DATA IN THIS EXERCISE:

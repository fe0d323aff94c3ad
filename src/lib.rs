//! A Rust client for NASA Earthdata: Earthdata Login (URS) credentials and
//! bearer tokens, per-DAAC temporary S3 credentials, and CMR granule search.
//!
//! ## Quick start
//! - Provide a login through `EARTHDATA_USERNAME` / `EARTHDATA_PASSWORD`, a
//!   `machine urs.earthdata.nasa.gov` entry in `~/.netrc`, or answer the
//!   terminal prompt once. The login is kept in `.earthdatarc` (mode `0600`).
//! - Build a [`CatalogQuery`] and call [`Client::search`].
//!
//! ```no_run
//! use earthdata::{CatalogQuery, Client, LinkKind};
//!
//! fn main() -> earthdata::Result<()> {
//!     let client = Client::from_env()?;
//!     let query = CatalogQuery::new("C2076090826-LPCLOUD")
//!         .bounding_box("-120.45,34.51,-120.40,34.53")?
//!         .temporal("2022-12-01T00:00:00Z,2022-12-07T23:59:59Z")?;
//!
//!     for granule in client.search(&query)? {
//!         for href in granule.links_for(LinkKind::S3) {
//!             println!("{} {}", granule.id, href);
//!         }
//!     }
//!
//!     let creds = client.provider_credentials("lpdaac")?;
//!     println!("S3 credentials valid until {}", creds.expiration);
//!     Ok(())
//! }
//! ```
//!
//! For full usage and configuration details, see the crate README.

#![forbid(unsafe_code)]

mod catalog;
mod client;
mod config;
mod error;
mod granule;
mod http;
mod ini;
mod netrc;
mod prompt;
mod provider;
mod query;
mod secret_store;
mod token;
mod util;

pub use catalog::{CatalogClient, CollectionQuery, SearchResults};
pub use client::{Client, PASSWORD_VAR, USERNAME_VAR};
pub use config::{DEFAULT_CMR_URL, DEFAULT_URS_URL, Settings};
pub use error::{Error, Result};
pub use granule::{CollectionSummary, GranuleRecord, LinkFilter, LinkKind};
pub use http::{HttpSession, RetryPolicy};
pub use prompt::{Prompter, TerminalPrompter};
pub use provider::{
    CredentialSource, DEFAULT_PROVIDERS, ProviderCredential, ProviderCredentialCache,
    S3CredentialsClient,
};
pub use query::{CatalogQuery, MAX_PAGE_SIZE};
pub use secret_store::{LoginSecret, SecretStore};
pub use token::{AuthApi, BearerToken, IssuedToken, TokenLifecycleManager, TokenSource, UrsClient};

TASK DESCRIPTION: Check the records above and copy each line that has the string "creds".

EXERCISE RESULT:
//!     let creds = client.provider_credentials("lpdaac")?;
//!     println!("S3 credentials valid until {}", creds.expiration);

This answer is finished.